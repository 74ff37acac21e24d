//! Trend run integration tests
//!
//! Run the driver with a deterministic engine and feed its output straight
//! into the consistency verifier.

use chrono::{Datelike, NaiveDate, NaiveDateTime};
use std::collections::BTreeMap;
use std::fs;

use station_trends::analysis::coverage;
use station_trends::config::TrendsConfig;
use station_trends::model::{AnalysisPeriod, OutputTree, Resolution, StationMeta, TrendsError};
use station_trends::store::{self, tables};
use station_trends::store::series::TimeSeries;
use station_trends::trends::{SeriesFrequency, StationRecord, TrendEngine, TrendResult, TrendRun};
use station_trends::verify::check_consistency;
use tempfile::TempDir;

// ---------------------------------------------------------------------------
// Test Helpers
// ---------------------------------------------------------------------------

/// Least-squares slope over yearly means inside the period. Returns no
/// statistics when fewer than `min_years` years have data, but always returns
/// the yearly series.
struct MeanSlopeEngine;

impl TrendEngine for MeanSlopeEngine {
    fn compute_trend(
        &self,
        series: &TimeSeries,
        _frequency: SeriesFrequency,
        period: &AnalysisPeriod,
        season: &str,
    ) -> TrendResult {
        let mut sums: BTreeMap<i32, (f64, usize)> = BTreeMap::new();
        for (ts, value) in series.points() {
            if value.is_nan() || ts.year() < period.start || ts.year() > period.end {
                continue;
            }
            let entry = sums.entry(ts.year()).or_insert((0.0, 0));
            entry.0 += value;
            entry.1 += 1;
        }
        let yearly: Vec<(NaiveDateTime, f64)> = sums
            .iter()
            .map(|(year, (sum, n))| {
                let ts = NaiveDate::from_ymd_opt(*year, 1, 1).unwrap().and_hms_opt(0, 0, 0).unwrap();
                (ts, sum / *n as f64)
            })
            .collect();

        let mut result = TrendResult {
            period: period.label(),
            season: season.to_string(),
            num_yrs: Some(yearly.len() as f64),
            data: Some(TimeSeries::new(yearly.clone())),
            ..TrendResult::default()
        };
        if yearly.len() >= period.min_years as usize {
            let n = yearly.len() as f64;
            let xs: Vec<f64> = sums.keys().map(|y| *y as f64).collect();
            let ys: Vec<f64> = yearly.iter().map(|(_, v)| *v).collect();
            let mx = xs.iter().sum::<f64>() / n;
            let my = ys.iter().sum::<f64>() / n;
            let sxy: f64 = xs.iter().zip(&ys).map(|(x, y)| (x - mx) * (y - my)).sum();
            let sxx: f64 = xs.iter().map(|x| (x - mx).powi(2)).sum();
            let slope = sxy / sxx;
            result.slope = Some(slope);
            result.yoffs = Some(my - slope * (mx - period.start as f64));
            result.trend_pct = Some(100.0 * slope / my);
        }
        result
    }
}

fn monthly_series(years: std::ops::RangeInclusive<i32>, f: impl Fn(i32, u32) -> f64) -> TimeSeries {
    let mut points = Vec::new();
    for year in years {
        for m in 1..=12 {
            let ts = NaiveDate::from_ymd_opt(year, m, 15).unwrap().and_hms_opt(0, 0, 0).unwrap();
            points.push((ts, f(year, m)));
        }
    }
    TimeSeries::new(points)
}

fn meta(id: &str) -> StationMeta {
    StationMeta {
        var: String::new(),
        station_id: id.into(),
        station_name: format!("Station {}", id),
        latitude: Some(58.4),
        longitude: Some(8.3),
        altitude: Some(190.0),
        unit: "mm month-1".into(),
        freq: String::new(),
        framework: "EMEP".into(),
        matrix: "precip".into(),
    }
}

fn config() -> TrendsConfig {
    TrendsConfig {
        variables: vec!["pr".into(), "vmro3max".into()],
        periods: vec![AnalysisPeriod::new(2000, 2003, 3), AnalysisPeriod::new(2002, 2003, 2)],
        seasons: vec!["all".into(), "summer".into(), "winter".into()],
        percentiles: vec![50, 95],
        ..TrendsConfig::default()
    }
}

// ---------------------------------------------------------------------------
// Tests
// ---------------------------------------------------------------------------

#[test]
fn test_driver_output_passes_verifier_with_zero_findings() {
    let tmp = TempDir::new().unwrap();
    let config = config();
    let engine = MeanSlopeEngine;

    // NO0042 misses every March; the model must be masked there too.
    let stations = vec![
        StationRecord {
            meta: meta("NO0042"),
            obs: monthly_series(1995..=2005, |y, m| if m == 3 { f64::NAN } else { (y - 1990) as f64 + m as f64 }),
            model: monthly_series(1995..=2005, |y, m| (y - 1990) as f64 + m as f64 * 1.1),
            percentile_series: BTreeMap::new(),
        },
        StationRecord {
            meta: meta("AT0002R"),
            obs: monthly_series(1999..=2004, |_, m| 10.0 + m as f64),
            model: monthly_series(1999..=2004, |_, m| 11.0 + m as f64),
            percentile_series: BTreeMap::new(),
        },
        StationRecord {
            meta: meta("SE0011"),
            obs: monthly_series(1980..=1990, |_, _| 1.0),
            model: monthly_series(1980..=1990, |_, _| 1.0),
            percentile_series: BTreeMap::new(),
        },
    ];

    let summary = TrendRun::new(&config, "pr", &engine).unwrap().run(tmp.path(), &stations).unwrap();
    assert_eq!(summary.stations_written, 2);
    assert_eq!(summary.stations_skipped, vec!["SE0011".to_string()], "no data in the read window");
    assert_eq!(summary.trend_rows, 2 * 2 * 3);

    let report = check_consistency(tmp.path(), "pr", &config).unwrap();
    assert!(report.findings().is_empty(), "got {:?}", report.findings());
    assert!(report.escalated_stations.is_empty());
    assert_eq!(report.parity_checked, 2);
    assert_eq!(report.summary.coverage_checks, 2 * 2 * 3);
}

#[test]
fn test_driver_writes_daily_percentile_trends() {
    let tmp = TempDir::new().unwrap();
    let config = config();
    let engine = MeanSlopeEngine;

    let yearly = |offset: f64| {
        TimeSeries::new(
            (2000..=2003)
                .map(|y| {
                    let ts = NaiveDate::from_ymd_opt(y, 1, 1).unwrap().and_hms_opt(0, 0, 0).unwrap();
                    (ts, offset + y as f64 - 2000.0)
                })
                .collect(),
        )
    };
    let mut percentile_series = BTreeMap::new();
    percentile_series.insert(50, (yearly(30.0), yearly(32.0)));
    percentile_series.insert(95, (yearly(60.0), yearly(58.0)));

    let mut station_meta = meta("NO0042");
    station_meta.unit = "ppb".into();
    let stations = vec![StationRecord {
        meta: station_meta,
        obs: monthly_series(2000..=2003, |_, m| 30.0 + m as f64),
        model: monthly_series(2000..=2003, |_, m| 31.0 + m as f64),
        percentile_series,
    }];

    let summary = TrendRun::new(&config, "vmro3max", &engine).unwrap().run(tmp.path(), &stations).unwrap();
    assert_eq!(summary.trend_rows, 2 * 2, "two percentiles times two periods");

    let rows = tables::read_trend_table(&store::trend_table_path(tmp.path(), OutputTree::Obs, "vmro3max")).unwrap();
    assert!(rows.iter().all(|r| r.season == "all" && r.unit == "ppb"));
    assert_eq!(rows.iter().filter(|r| r.percentile == Some(95)).count(), 2);

    let dir = store::data_dir(tmp.path(), OutputTree::Obs, "vmro3max");
    assert!(dir.join("vmro3max_NO0042_daily.csv").is_file());
    assert!(dir.join("vmro3max_NO0042_2000-2003_95p_yearly.csv").is_file());

    let report = check_consistency(tmp.path(), "vmro3max", &config).unwrap();
    assert!(report.findings().is_empty(), "got {:?}", report.findings());
}

#[test]
fn test_rerun_replaces_previous_output() {
    let tmp = TempDir::new().unwrap();
    let config = config();
    let engine = MeanSlopeEngine;
    let station = |id: &str| StationRecord {
        meta: meta(id),
        obs: monthly_series(2000..=2003, |_, m| m as f64),
        model: monthly_series(2000..=2003, |_, m| m as f64),
        percentile_series: BTreeMap::new(),
    };

    let run = TrendRun::new(&config, "pr", &engine).unwrap();
    run.run(tmp.path(), &[station("NO0042"), station("AT0002R")]).unwrap();
    run.run(tmp.path(), &[station("AT0002R")]).unwrap();

    let dir = store::data_dir(tmp.path(), OutputTree::Mod, "pr");
    assert!(!dir.join("data_pr_NO0042_monthly.csv").exists(), "stale station output must be cleared");
    let names: Vec<String> = fs::read_dir(&dir)
        .unwrap()
        .map(|e| e.unwrap().file_name().to_string_lossy().into_owned())
        .collect();
    assert!(names.iter().all(|n| n.contains("AT0002R")));

    let report = check_consistency(tmp.path(), "pr", &config).unwrap();
    assert_eq!(report.sitemeta_stations, 1);
    assert!(report.findings().is_empty());
}

#[test]
fn test_station_counts_over_driver_output() {
    let tmp = TempDir::new().unwrap();
    let config = config();
    let engine = MeanSlopeEngine;
    let stations = vec![
        StationRecord {
            meta: meta("NO0042"),
            obs: monthly_series(2000..=2001, |_, m| if m == 1 { f64::NAN } else { 1.0 }),
            model: monthly_series(2000..=2001, |_, _| 1.0),
            percentile_series: BTreeMap::new(),
        },
        StationRecord {
            meta: meta("AT0002R"),
            obs: monthly_series(2000..=2001, |_, _| 2.0),
            model: monthly_series(2000..=2001, |_, _| 2.0),
            percentile_series: BTreeMap::new(),
        },
    ];
    TrendRun::new(&config, "pr", &engine).unwrap().run(tmp.path(), &stations).unwrap();

    let counts = coverage::sitemeta_station_counts(tmp.path(), "pr", Resolution::Monthly).unwrap();
    let january = NaiveDate::from_ymd_opt(2000, 1, 15).unwrap().and_hms_opt(0, 0, 0).unwrap();
    let june = NaiveDate::from_ymd_opt(2000, 6, 15).unwrap().and_hms_opt(0, 0, 0).unwrap();
    assert_eq!(counts.len(), 24);
    assert_eq!(counts[&january], 1);
    assert_eq!(counts[&june], 2);
}

#[test]
fn test_inactive_variable_is_rejected_before_io() {
    let tmp = TempDir::new().unwrap();
    let marker = tmp.path().join("obs_output/trends_concno2.csv");
    fs::create_dir_all(marker.parent().unwrap()).unwrap();
    fs::write(&marker, "keep").unwrap();

    let config = config();
    let err = TrendRun::new(&config, "concno2", &MeanSlopeEngine).err().unwrap();
    assert!(matches!(err, TrendsError::InvalidConfiguration(_)));
    assert!(marker.is_file(), "nothing may be cleared for a rejected variable");
}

○ ○ ○ ○ ○ ○ ○

__DIRECTIONS FOR THIS TASK__
Please retype, with no changes, the lines that run from the first line of the entries to the line with "let mut sums: BTreeMap<i32, (f64, usize)>", both ends included.

__OUTPUT__
repository 74ff37acac21e24d
//! Trend run integration tests
//!
//! Run the driver with a deterministic engine and feed its output straight
//! into the consistency verifier.

use chrono::{Datelike, NaiveDate, NaiveDateTime};
use std::collections::BTreeMap;
use std::fs;

use station_trends::analysis::coverage;
use station_trends::config::TrendsConfig;
use station_trends::model::{AnalysisPeriod, OutputTree, Resolution, StationMeta, TrendsError};
use station_trends::store::{self, tables};
use station_trends::store::series::TimeSeries;
use station_trends::trends::{SeriesFrequency, StationRecord, TrendEngine, TrendResult, TrendRun};
use station_trends::verify::check_consistency;
use tempfile::TempDir;

// ---------------------------------------------------------------------------
// Test Helpers
// ---------------------------------------------------------------------------

/// Least-squares slope over yearly means inside the period. Returns no
/// statistics when fewer than `min_years` years have data, but always returns
/// the yearly series.
struct MeanSlopeEngine;

impl TrendEngine for MeanSlopeEngine {
    fn compute_trend(
        &self,
        series: &TimeSeries,
        _frequency: SeriesFrequency,
        period: &AnalysisPeriod,
        season: &str,
    ) -> TrendResult {
        let mut sums: BTreeMap<i32, (f64, usize)> = BTreeMap::new();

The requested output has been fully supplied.